Learning to Transfer Visual Effects from Videos to Images
Christopher Thomas, Yale Song, Adriana Kovashka

TL;DR
This paper presents a method for transferring spatio-temporal visual effects from videos to images, ensuring effects are applied without altering content or style, enabling realistic animations like melting or blooming.
Contribution
We introduce a novel approach that captures visual effects using specific loss functions and constrains pixel movement to transfer effects accurately from videos to images.
Findings
Effective transfer of visual effects demonstrated in qualitative results
Optical flow and texture motion are key to capturing effects
Pixel movement constraint prevents unwanted style transfer
Abstract
We study the problem of animating images by transferring spatio-temporal visual effects (such as melting) from a collection of videos.
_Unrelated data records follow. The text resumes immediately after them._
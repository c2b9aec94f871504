//! Cleans text extracted from PDFs before it is sent to the model.
//!
//! PDF extraction leaves CRLF line endings, words hyphenated across lines,
//! trailing whitespace and long runs of blank lines, all of which cost
//! tokens without carrying meaning.

use once_cell::sync::Lazy;
use regex::Regex;

/// Landing page copy is capped at this many characters.
pub const MAX_COPY_CHARS: usize = 20_000;

static HYPHEN_BREAK_RE: Lazy<Regex> = Lazy::new(|| Regex::new(r"-\n").unwrap());
static TRAILING_SPACE_RE: Lazy<Regex> = Lazy::new(|| Regex::new(r"[ \t]+\n").unwrap());
static BLANK_RUN_RE: Lazy<Regex> = Lazy::new(|| Regex::new(r"\n{3,}").unwrap());
static SPACE_RUN_RE: Lazy<Regex> = Lazy::new(|| Regex::new(r"[ \t]{2,}").unwrap());

/// Normalizes line endings and whitespace.
///
/// 1. `\r\n` and lone `\r` become `\n`.
/// 2. Hyphenated line breaks are joined (`hyphen-\nated` → `hyphenated`).
/// 3. Spaces and tabs before a newline are dropped.
/// 4. Three or more newlines collapse to one blank line.
/// 5. Runs of spaces and tabs collapse to one space.
/// 6. The result is trimmed.
pub fn normalize_text(raw: &str) -> String {
    let text = raw.replace("\r\n", "\n").replace('\r', "\n");
    let text = HYPHEN_BREAK_RE.replace_all(&text, "");
    let text = TRAILING_SPACE_RE.replace_all(&text, "\n");
    let text = BLANK_RUN_RE.replace_all(&text, "\n\n");
    let text = SPACE_RUN_RE.replace_all(&text, " ");
    text.trim().to_string()
}

/// Truncates to at most `max_chars` characters without splitting a UTF-8
/// sequence.
pub fn truncate_chars(text: String, max_chars: usize) -> String {
    match text.char_indices().nth(max_chars) {
        Some((byte_end, _)) => text[..byte_end].to_string(),
        None => text,
    }
}

#[cfg(test)]
mod tests {
    use super::*;

    #[test]
    fn test_trims_whitespace() {
        assert_eq!(normalize_text("  hello world  "), "hello world");
    }

    #[test]
    fn test_joins_hyphenated_line_breaks() {
        assert_eq!(normalize_text("hyphen-\nated word"), "hyphenated word");
    }

    #[test]
    fn test_strips_spaces_before_line_breaks() {
        assert_eq!(normalize_text("hello   \nworld"), "hello\nworld");
        assert_eq!(normalize_text("hello\t\nworld"), "hello\nworld");
    }

    #[test]
    fn test_collapses_blank_runs() {
        assert_eq!(normalize_text("hello\n\n\n\nworld"), "hello\n\nworld");
        assert_eq!(normalize_text("hello\n\nworld"), "hello\n\nworld");
    }

    #[test]
    fn test_collapses_space_runs() {
        assert_eq!(normalize_text("a  b\t\tc \t d\n  e"), "a b c d\n e");
    }

    #[test]
    fn test_converts_line_endings() {
        assert_eq!(normalize_text("hello\r\nworld"), "hello\nworld");
        assert_eq!(normalize_text("hello\rworld"), "hello\nworld");
    }

    #[test]
    fn test_combined_cases() {
        let input = "  Multi-\nline text with   \r\nextra  \n\n\n\nspaces  ";
        assert_eq!(normalize_text(input), "Multiline text with\nextra\n\nspaces");
    }

    #[test]
    fn test_reduces_length() {
        let input = "This is a sample   \r\ndocument with many words and      \n\n\n\nexcessive spaces   and line   \r\nbreaks.";
        let normalized = normalize_text(input);

        assert!(normalized.len() < input.len());
        assert_eq!(
            normalized,
            "This is a sample\ndocument with many words and\n\nexcessive spaces and line\nbreaks."
        );
    }

    #[test]
    fn test_whitespace_only_becomes_empty() {
        assert_eq!(normalize_text(" \r\n\t \n "), "");
    }

    #[test]
    fn test_truncate_chars() {
        assert_eq!(truncate_chars("abcdef".to_string(), 3), "abc");
        assert_eq!(truncate_chars("abc".to_string(), 3), "abc");
        assert_eq!(truncate_chars("héllo wörld".to_string(), 4), "héll");
    }
}
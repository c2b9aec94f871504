//! API Module
//!
//! HTTP handlers and routing for the server's JSON API.
//!
//! # Endpoints
//! - `POST /api/search-serp` - Top organic results for a keyword
//! - `POST /api/generate-keywords` - Keyword suggestions from a campaign PDF
//! - `GET /api/cache/stats` - Cache statistics
//! - `DELETE /api/cache` - Clear the cache
//! - `GET /health` - Health check endpoint

pub mod handlers;
pub mod routes;

pub use handlers::*;
pub use routes::create_router;
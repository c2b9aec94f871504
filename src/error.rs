//! Error types for the server
//!
//! Provides unified error handling using thiserror. The cache itself never
//! fails; these variants cover the request surface and the upstream
//! collaborators (PDF parsing, keyword model, SERP provider).

use axum::{
    http::StatusCode,
    response::{IntoResponse, Response},
    Json,
};
use thiserror::Error;

use crate::models::ErrorResponse;

// == App Error Enum ==
/// Unified error type for the server.
#[derive(Error, Debug)]
pub enum AppError {
    /// Missing or malformed request data
    #[error("{0}")]
    InvalidRequest(String),

    /// Provider credentials are unset or still placeholders
    #[error("{0}")]
    MissingCredentials(String),

    /// The uploaded PDF contained no usable text
    #[error("No text found in PDF.")]
    EmptyDocument,

    /// The uploaded file could not be parsed as a PDF
    #[error("Failed to read PDF: {0}")]
    Pdf(String),

    /// Upstream HTTP failure or transport error
    #[error("Upstream error: {0}")]
    Upstream(String),

    /// Upstream replied with JSON of an unexpected shape
    #[error("{0}")]
    InvalidUpstreamResponse(String),

    /// The keyword model's reply was not a JSON array
    #[error("Failed to parse keyword JSON: {0}")]
    MalformedKeywords(String),
}

impl AppError {
    pub fn status(&self) -> StatusCode {
        match self {
            AppError::InvalidRequest(_)
            | AppError::MissingCredentials(_)
            | AppError::EmptyDocument
            | AppError::Pdf(_) => StatusCode::BAD_REQUEST,
            AppError::Upstream(_) | AppError::InvalidUpstreamResponse(_) => {
                StatusCode::BAD_GATEWAY
            }
            AppError::MalformedKeywords(_) => StatusCode::INTERNAL_SERVER_ERROR,
        }
    }
}

impl From<reqwest::Error> for AppError {
    fn from(err: reqwest::Error) -> Self {
        AppError::Upstream(err.to_string())
    }
}

// == IntoResponse Implementation ==
impl IntoResponse for AppError {
    fn into_response(self) -> Response {
        let status = self.status();
        if status.is_server_error() {
            tracing::error!(error = %self, "request failed");
        } else {
            tracing::warn!(error = %self, "request rejected");
        }

        (status, Json(ErrorResponse::new(self.to_string()))).into_response()
    }
}

// == Result Type Alias ==
/// Convenience Result type for the server.
pub type Result<T> = std::result::Result<T, AppError>;

#[cfg(test)]
mod tests {
    use super::*;

    #[test]
    fn test_status_mapping() {
        assert_eq!(
            AppError::InvalidRequest("Keyword is required".into()).status(),
            StatusCode::BAD_REQUEST
        );
        assert_eq!(AppError::EmptyDocument.status(), StatusCode::BAD_REQUEST);
        assert_eq!(
            AppError::Upstream("503".into()).status(),
            StatusCode::BAD_GATEWAY
        );
        assert_eq!(
            AppError::MalformedKeywords("not an array".into()).status(),
            StatusCode::INTERNAL_SERVER_ERROR
        );
    }

    #[test]
    fn test_display_is_user_facing() {
        let err = AppError::InvalidRequest("Keyword is required".into());
        assert_eq!(err.to_string(), "Keyword is required");
        assert_eq!(AppError::EmptyDocument.to_string(), "No text found in PDF.");
    }
}
use std::sync::atomic::{AtomicBool, Ordering};
use std::sync::{Arc, Mutex};
use std::time::Duration;

use reqflow::{
    Client, Error, MockReply, MockTransport, Progress, Request, RequestFsm, RequestOptions,
    Response, StateError, Transaction, TransferListener, TransferState, WireRequest, WireResponse,
};
use tokio::time::Instant;

#[derive(Clone, Default)]
struct Recorder {
    events: Arc<Mutex<Vec<&'static str>>>,
}

impl Recorder {
    fn events(&self) -> Vec<&'static str> {
        self.events.lock().expect("lock events").clone()
    }

    fn record(&self, event: &'static str) {
        self.events.lock().expect("lock events").push(event);
    }
}

impl TransferListener for Recorder {
    fn on_before(&self, _trans: &mut Transaction) -> Result<(), Error> {
        self.record("before");
        Ok(())
    }

    fn on_complete(&self, _trans: &mut Transaction) -> Result<(), Error> {
        self.record("complete");
        Ok(())
    }

    fn on_error(&self, _trans: &mut Transaction) -> Result<(), Error> {
        self.record("error");
        Ok(())
    }

    fn on_end(&self, _trans: &mut Transaction) -> Result<(), Error> {
        self.record("end");
        Ok(())
    }
}

struct FailOnComplete {
    once: bool,
    failed: AtomicBool,
}

impl TransferListener for FailOnComplete {
    fn on_complete(&self, _trans: &mut Transaction) -> Result<(), Error> {
        if self.once && self.failed.swap(true, Ordering::SeqCst) {
            return Ok(());
        }
        Err(Error::other("rejected by listener"))
    }
}

struct RecoverOnError;

impl TransferListener for RecoverOnError {
    fn on_error(&self, trans: &mut Transaction) -> Result<(), Error> {
        trans.intercept(Response::with_status(200).with_body("recovered"));
        Ok(())
    }
}

fn request() -> Request {
    Request::get("http://foo.com/items").expect("request should build")
}

async fn run(machine: &RequestFsm) -> (Transaction, Result<Response, Error>) {
    let mut trans = Transaction::new(request());
    let outcome = machine.run(&mut trans, &RequestOptions::default()).await;
    (trans, outcome)
}

#[tokio::test]
async fn successful_transfer_passes_before_complete_end() {
    let recorder = Recorder::default();
    let mock = MockTransport::new([Response::with_status(200).with_body("ok")]);
    let machine = RequestFsm::new(mock.clone()).listener(recorder.clone());

    let (trans, outcome) = run(&machine).await;
    let response = outcome.expect("transfer should succeed");

    assert_eq!(recorder.events(), ["before", "complete", "end"]);
    assert_eq!(response.body().as_ref(), b"ok");
    assert_eq!(response.effective_url(), Some("http://foo.com/items"));
    assert_eq!(trans.state(), Some(&TransferState::End));
    assert_eq!(mock.calls(), 1);
}

#[tokio::test]
async fn transport_failure_passes_before_error_end() {
    let recorder = Recorder::default();
    let mock = MockTransport::new([Error::other("connection refused")]);
    let machine = RequestFsm::new(mock).listener(recorder.clone());

    let (trans, outcome) = run(&machine).await;
    let error = outcome.expect_err("transfer should fail");

    assert_eq!(recorder.events(), ["before", "error", "end"]);
    match &error {
        Error::Request { message, uri, .. } => {
            assert_eq!(message, "connection refused");
            assert_eq!(uri, "http://foo.com/items");
        }
        other => panic!("unexpected error variant: {other}"),
    }
    assert!(trans.response.is_none());
    assert!(trans.exception.is_some());
}

#[tokio::test]
async fn complete_listener_failure_is_routed_to_error() {
    let recorder = Recorder::default();
    let mock = MockTransport::new([Response::with_status(200)]);
    let machine = RequestFsm::new(mock)
        .listener(recorder.clone())
        .listener(FailOnComplete {
            once: false,
            failed: AtomicBool::new(false),
        });

    let (_, outcome) = run(&machine).await;
    let error = outcome.expect_err("listener failure should surface");

    assert_eq!(recorder.events(), ["before", "complete", "error", "end"]);
    assert!(error.to_string().contains("rejected by listener"));
}

#[tokio::test]
async fn error_listener_can_intercept_and_complete() {
    let recorder = Recorder::default();
    let mock = MockTransport::new([Response::with_status(500)]);
    let machine = RequestFsm::new(mock)
        .listener(recorder.clone())
        .listener(FailOnComplete {
            once: true,
            failed: AtomicBool::new(false),
        })
        .listener(RecoverOnError);

    let (trans, outcome) = run(&machine).await;
    let response = outcome.expect("intercepted transfer should succeed");

    assert_eq!(
        recorder.events(),
        ["before", "complete", "error", "complete", "end"]
    );
    assert_eq!(response.status_code(), 200);
    assert_eq!(response.body().as_ref(), b"recovered");
    assert!(trans.exception.is_none());
}

#[tokio::test]
async fn error_listener_failure_replaces_exception_and_ends() {
    struct FailingErrorListener;

    impl TransferListener for FailingErrorListener {
        fn on_error(&self, _trans: &mut Transaction) -> Result<(), Error> {
            Err(Error::other("error listener failed"))
        }
    }

    let recorder = Recorder::default();
    let mock = MockTransport::new([Error::other("connection refused")]);
    let machine = RequestFsm::new(mock)
        .listener(recorder.clone())
        .listener(FailingErrorListener);

    let (_, outcome) = run(&machine).await;
    let error = outcome.expect_err("replacement error should surface");

    assert_eq!(recorder.events(), ["before", "error", "end"]);
    assert!(error.to_string().contains("error listener failed"));
}

#[tokio::test]
async fn retry_clears_response_and_exception_before_next_attempt() {
    #[derive(Default)]
    struct RetryOnce {
        retried: AtomicBool,
        clean_on_retry: Mutex<Option<bool>>,
    }

    impl TransferListener for RetryOnce {
        fn on_before(&self, trans: &mut Transaction) -> Result<(), Error> {
            if self.retried.load(Ordering::SeqCst) {
                *self.clean_on_retry.lock().expect("lock") =
                    Some(trans.response.is_none() && trans.exception.is_none());
            }
            Ok(())
        }

        fn on_error(&self, trans: &mut Transaction) -> Result<(), Error> {
            if !self.retried.swap(true, Ordering::SeqCst) {
                trans.retry();
            }
            Ok(())
        }
    }

    let recorder = Recorder::default();
    let retry = Arc::new(RetryOnce::default());
    let mock = MockTransport::new(vec![
        MockReply::from(Error::other("connection reset")),
        MockReply::from(Response::with_status(200)),
    ]);
    let machine = RequestFsm::new(mock.clone())
        .listener(recorder.clone())
        .listener_arc(retry.clone());

    let (_, outcome) = run(&machine).await;
    let response = outcome.expect("second attempt should succeed");

    assert_eq!(response.status_code(), 200);
    assert_eq!(
        recorder.events(),
        ["before", "error", "before", "complete", "end"]
    );
    assert_eq!(*retry.clean_on_retry.lock().expect("lock"), Some(true));
    assert_eq!(mock.calls(), 2);
}

#[tokio::test(start_paused = true)]
async fn pending_delay_is_slept_once_per_run() {
    #[derive(Default)]
    struct RetryOnce(AtomicBool);

    impl TransferListener for RetryOnce {
        fn on_error(&self, trans: &mut Transaction) -> Result<(), Error> {
            if !self.0.swap(true, Ordering::SeqCst) {
                trans.retry();
            }
            Ok(())
        }
    }

    let mock = MockTransport::new(vec![
        MockReply::from(Error::other("connection reset")),
        MockReply::from(Response::with_status(200)),
    ]);
    let machine = RequestFsm::new(mock.clone()).listener(RetryOnce::default());
    let options = RequestOptions::new().delay(Duration::from_millis(100));

    let started = Instant::now();
    let mut trans = Transaction::new(request());
    machine
        .run(&mut trans, &options)
        .await
        .expect("second attempt should succeed");

    assert_eq!(mock.calls(), 2);
    let elapsed = started.elapsed();
    assert!(elapsed >= Duration::from_millis(100));
    assert!(elapsed < Duration::from_millis(200));
}

#[tokio::test]
async fn endless_retry_loop_hits_transition_ceiling() {
    struct AlwaysRetry;

    impl TransferListener for AlwaysRetry {
        fn on_complete(&self, trans: &mut Transaction) -> Result<(), Error> {
            trans.retry();
            Ok(())
        }
    }

    let transport = |_request: WireRequest| async { WireResponse::status(200) };
    let machine = RequestFsm::new(transport)
        .listener(AlwaysRetry)
        .max_transitions(10);

    let (trans, outcome) = run(&machine).await;
    let error = outcome.expect_err("loop should be broken");

    assert!(error.is_machine_fault());
    assert!(matches!(
        error,
        Error::State(StateError::TooManyTransitions { max: 10 })
    ));
    assert_eq!(trans.transition_count(), 11);
}

#[tokio::test]
async fn machine_faults_skip_listeners() {
    struct Faulty;

    impl TransferListener for Faulty {
        fn on_before(&self, _trans: &mut Transaction) -> Result<(), Error> {
            Err(StateError::MissingResponse.into())
        }
    }

    let recorder = Recorder::default();
    let mock = MockTransport::new([Response::with_status(200)]);
    let machine = RequestFsm::new(mock.clone())
        .listener(Faulty)
        .listener(recorder.clone());

    let (_, outcome) = run(&machine).await;
    let error = outcome.expect_err("fault should propagate");

    assert!(error.is_machine_fault());
    assert!(recorder.events().is_empty());
    assert_eq!(mock.calls(), 0);
}

#[tokio::test]
async fn transport_without_status_or_error_breaks_contract() {
    let recorder = Recorder::default();
    let mock = MockTransport::new([WireResponse::default()]);
    let machine = RequestFsm::new(mock).listener(recorder.clone());

    let (_, outcome) = run(&machine).await;
    let error = outcome.expect_err("empty wire response is a contract violation");

    assert_eq!(recorder.events(), ["before", "error", "end"]);
    assert!(matches!(error, Error::TransportContract { .. }));
}

#[tokio::test]
async fn before_listener_can_short_circuit_the_transport() {
    struct Canned;

    impl TransferListener for Canned {
        fn on_before(&self, trans: &mut Transaction) -> Result<(), Error> {
            trans.intercept(Response::with_status(204));
            Ok(())
        }
    }

    let recorder = Recorder::default();
    let mock = MockTransport::default();
    let machine = RequestFsm::new(mock.clone())
        .listener(Canned)
        .listener(recorder.clone());

    let (_, outcome) = run(&machine).await;

    assert_eq!(outcome.expect("canned response").status_code(), 204);
    assert_eq!(recorder.events(), ["complete", "end"]);
    assert_eq!(mock.calls(), 0);
}

#[tokio::test]
async fn run_until_stops_before_the_requested_state() {
    let mock = MockTransport::new([Response::with_status(200)]);
    let machine = RequestFsm::new(mock.clone());
    let options = RequestOptions::default();
    let mut trans = Transaction::new(request());

    machine
        .run_until(&mut trans, &options, Some(&TransferState::Send))
        .await
        .expect("run should pause");
    assert_eq!(trans.state(), Some(&TransferState::Send));
    assert_eq!(mock.calls(), 0);

    let response = machine
        .run(&mut trans, &options)
        .await
        .expect("resumed run should finish");
    assert_eq!(response.status_code(), 200);
    assert_eq!(mock.calls(), 1);
}

#[tokio::test]
async fn progress_is_reported_only_to_interested_listeners() {
    #[derive(Default)]
    struct ProgressRecorder {
        seen: Mutex<Vec<Progress>>,
    }

    impl TransferListener for ProgressRecorder {
        fn wants_progress(&self) -> bool {
            true
        }

        fn on_progress(&self, _request: &Request, progress: Progress) {
            self.seen.lock().expect("lock").push(progress);
        }
    }

    let listener = Arc::new(ProgressRecorder::default());
    let mock = MockTransport::new([Response::with_status(200).with_body("12345")]);
    let machine = RequestFsm::new(mock.clone()).listener_arc(listener.clone());

    let mut trans = Transaction::new(request().with_body("abc"));
    machine
        .run(&mut trans, &RequestOptions::default())
        .await
        .expect("transfer should succeed");

    let seen = listener.seen.lock().expect("lock").clone();
    assert_eq!(seen.len(), 1);
    assert_eq!(seen[0].downloaded, 5);
    assert_eq!(seen[0].uploaded, 3);
    assert!(
        mock.last_request()
            .expect("wire request")
            .progress
            .is_some()
    );

    let quiet = MockTransport::new([Response::with_status(200)]);
    RequestFsm::new(quiet.clone())
        .run(&mut Transaction::new(request()), &RequestOptions::default())
        .await
        .expect("transfer should succeed");
    assert!(quiet.last_request().expect("wire request").progress.is_none());
}

#[tokio::test]
async fn client_listeners_observe_each_send_exactly_once() {
    let recorder = Recorder::default();
    let mock = MockTransport::new([Response::with_status(200), Response::with_status(201)]);
    let client = Client::builder()
        .transport(mock.clone())
        .listener(recorder.clone())
        .try_build()
        .expect("client should build");

    let first = client
        .get("http://foo.com/a")
        .send()
        .await
        .expect("first send");
    let second = client
        .get("http://foo.com/b")
        .send()
        .await
        .expect("second send");

    assert_eq!(first.status_code(), 200);
    assert_eq!(second.status_code(), 201);
    assert_eq!(
        recorder.events(),
        ["before", "complete", "end", "before", "complete", "end"]
    );
    let options = mock.last_options().expect("options reach the transport");
    assert!(options.client().is_some());
}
We tackle two primary challenges in visual effect transfer: 1) how to capture the effect we wish to distill; and 2) how to ensure that only the effect, rather than content or artistic style, is transferred from the source videos to the input image. To address the first challenge, we evaluate five loss functions; the most promising one encourages the generated animations to have similar optical flow and texture motions as the source videos. To address the second challenge, we only allow our model to move existing image pixels from the previous frame, rather than predicting unconstrained pixel values. This forces any visual effects to occur using the input image's pixels, preventing unwanted artistic style or content from the source video from appearing in…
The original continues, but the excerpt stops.